Dr Olga V Volpert’s work on sunlight-induced carcinogenesis at the MD Anderson Cancer Center is explored here, including why angiogenesis is critically important in skin cancer progression
Sunlight-induced carcinogenesis has become a concern since the 1980s when the depletion of the ozone layer was first noticed. Long-term exposure to ultraviolet B (UVB) component of sunlight is a risk factor for both non-melanoma and melanoma skin cancers. The incidence of skin cancers is increasing, with 2-3 million non-melanoma skin cancers and 132,000 melanoma cases occurring globally each year. Skin is sensitive to photodamage even after short-term exposures to UVB.
As with other cancers, angiogenesis is critically important in skin cancer progression and UVB-induced vascular changes in the skin have been attributed to increased production of pro-angiogenic cytokines and chemokines, such as vascular endothelial growth factor (VEGF), cyclooxygenase (Cox)-2, basic fibroblast growth factor (bFGF) and interleukin-8 (IL-8).
Thrombospondin-1 (TSP1), a large glycoprotein abundant in healthy adult tissues is a major inhibitor of angiogenesis. Loss of TSP1 has been implicated in the progression of many cancers including breast and colon carcinomas and skin cancers. In the skin, TSP1 produced by keratinocytes in the epidermis acts as a gatekeeper of the vascular changes associated with and required for cancer progression.
Therefore, TSP1 seems an obvious candidate for prevention or treatment of cancer. However, a very large protein with complex functions is difficult to manufacture for clinical purposes. What if there was a compound that impedes subcutaneous angiogenesis by keeping normal, high TSP1 levels in the skin? There may be such a compound coming from a medicinal or culinary plant, chamomile or parsley.

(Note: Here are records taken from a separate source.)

//! Configuration and error types for MinHash/LSH similarity detection.
//!
//! The configuration is a plain value with no I/O or environment lookups, so
//! every stage of the pipeline is a pure function of `(tokens, config)`.

use serde::{Deserialize, Serialize};
use thiserror::Error;

/// Hash family used to build MinHash signatures.
#[derive(Debug, Clone, Copy, Default, Serialize, Deserialize, PartialEq, Eq)]
#[serde(rename_all = "snake_case")]
pub enum HashVariant {
    /// Universal hashing `h_i(x) = ((a_i * x + b_i) >> 32) mod 2^32`.
    #[default]
    Universal,
    /// Cheaper family `h_i(x) = fold32(x) ^ m_i` with random 32-bit masks.
    Xor,
}

/// Run configuration for signing, banding and candidate detection.
#[derive(Debug, Clone, Serialize, Deserialize, PartialEq)]
pub struct LshConfig {
    /// Number of independent hash functions, i.e. the signature length.
    pub signature_length: usize,
    /// Number of LSH bands. Must divide `signature_length` evenly.
    pub band_count: usize,
    /// Word n-gram width used by the tokenizer feeding the core.
    ///
    /// Opaque to the core; carried so that runs are self-describing.
    pub ngram_len: usize,
    /// Seed controlling coefficient generation and token hashing.
    ///
    /// Two runs with equal seeds and equal parameters produce bit-identical
    /// signatures for the same token sets.
    pub seed: u64,
    /// Hash family for signatures.
    pub variant: HashVariant,
    /// Sign documents and score pairs on the rayon thread pool.
    pub use_parallel: bool,
    /// Retain token sets after signing so exact Jaccard can be computed.
    pub keep_tokens: bool,
    /// Leave documents with an empty token set out of banding.
    pub exclude_degenerate: bool,
}

impl LshConfig {
    /// Create a new configuration with the default parameters.
    pub fn new() -> Self {
        Self::default()
    }

    /// Set the signature length. Longer signatures estimate Jaccard more
    /// precisely at a linear cost per document.
    pub fn with_signature_length(mut self, signature_length: usize) -> Self {
        self.signature_length = signature_length;
        self
    }

    /// Set the number of bands. More bands lower the similarity threshold at
    /// which pairs become candidates.
    pub fn with_band_count(mut self, band_count: usize) -> Self {
        self.band_count = band_count;
        self
    }

    /// Set the n-gram width recorded for the run.
    pub fn with_ngram_len(mut self, ngram_len: usize) -> Self {
        self.ngram_len = ngram_len;
        self
    }

    /// Set the seed for reproducible runs.
    pub fn with_seed(mut self, seed: u64) -> Self {
        self.seed = seed;
        self
    }

    /// Select the signature hash family.
    pub fn with_variant(mut self, variant: HashVariant) -> Self {
        self.variant = variant;
        self
    }

    /// Enable or disable parallel processing.
    pub fn with_parallel(mut self, use_parallel: bool) -> Self {
        self.use_parallel = use_parallel;
        self
    }

    /// Keep or drop token sets after signing.
    pub fn with_keep_tokens(mut self, keep_tokens: bool) -> Self {
        self.keep_tokens = keep_tokens;
        self
    }

    /// Include or exclude empty documents from banding.
    pub fn with_exclude_degenerate(mut self, exclude_degenerate: bool) -> Self {
        self.exclude_degenerate = exclude_degenerate;
        self
    }

    /// Rows per band (`r = signature_length / band_count`).
    ///
    /// Only meaningful on a validated configuration.
    pub fn rows_per_band(&self) -> usize {
        if self.band_count == 0 {
            0
        } else {
            self.signature_length / self.band_count
        }
    }

    /// Validate configuration parameters.
    pub fn validate(&self) -> Result<(), ConfigError> {
        validate_shape(self.signature_length, self.band_count)
    }
}

impl Default for LshConfig {
    fn default() -> Self {
        Self {
            signature_length: 240,
            band_count: 80,
            ngram_len: 1,
            seed: 0,
            variant: HashVariant::Universal,
            use_parallel: false,
            keep_tokens: true,
            exclude_degenerate: true,
        }
    }
}

/// Checks the `(signature_length, band_count)` pair used by banding.
pub(crate) fn validate_shape(signature_length: usize, band_count: usize) -> Result<(), ConfigError> {
    if signature_length == 0 {
        return Err(ConfigError::ZeroSignatureLength);
    }
    if band_count == 0 {
        return Err(ConfigError::ZeroBandCount);
    }
    if signature_length % band_count != 0 {
        return Err(ConfigError::IndivisibleBands {
            signature_length,
            band_count,
        });
    }
    Ok(())
}

/// Invalid run parameters. Fatal before any document is processed.
#[derive(Debug, Error, Clone, PartialEq, Eq)]
pub enum ConfigError {
    #[error("invalid config: signature_length must be >= 1")]
    ZeroSignatureLength,

    #[error("invalid config: band_count must be >= 1")]
    ZeroBandCount,

    #[error(
        "invalid config: band_count={band_count} does not divide signature_length={signature_length}"
    )]
    IndivisibleBands {
        signature_length: usize,
        band_count: usize,
    },
}

/// Errors returned by the LSH pipeline operations.
#[derive(Debug, Error, Clone, PartialEq, Eq)]
pub enum LshError {
    #[error(transparent)]
    Config(#[from] ConfigError),

    #[error("unknown document id {id:?}")]
    MissingDocument { id: String },

    #[error("document id {id:?} was already inserted")]
    DuplicateDocument { id: String },

    #[error("length mismatch: expected {expected}, got {actual}")]
    LengthMismatch { expected: usize, actual: usize },
}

Chamomile flowers are known since antiquity, for their healing properties. Apigenin, an active ingredient found in chamomile, has potent chemopreventive properties against UVB-induced skin cancer. In addition to its cytotoxic effects, potentially useful for arresting the growth of rapidly multiplying tumour cells, apigenin inhibits angiogenesis.
Using cultures of human and mouse keratinocytes, as well as mouse models, Dr Volpert and colleagues carried out studies confirming the anti-angiogenic effects of apigenin and showed that it can reverse TSP1 loss in the UVB-exposed skin. This is the first known report of apigenin directly controlling endogenous anti-angiogenic protein. Treatment with apigenin, before or after UVB irradiation, restored TSP1 levels in cultured cells and in the skin.
They also found that, like apigenin, an active TSP1 peptide inhibited the production of Cox-2 and VEGF and reduced UVB-induced cancer-related vascular effects, angiogenesis and epidermal thickening. These studies strongly suggest the benefits of apigenin for therapy or prevention of skin cancer and provide mechanistic insights into its protective action.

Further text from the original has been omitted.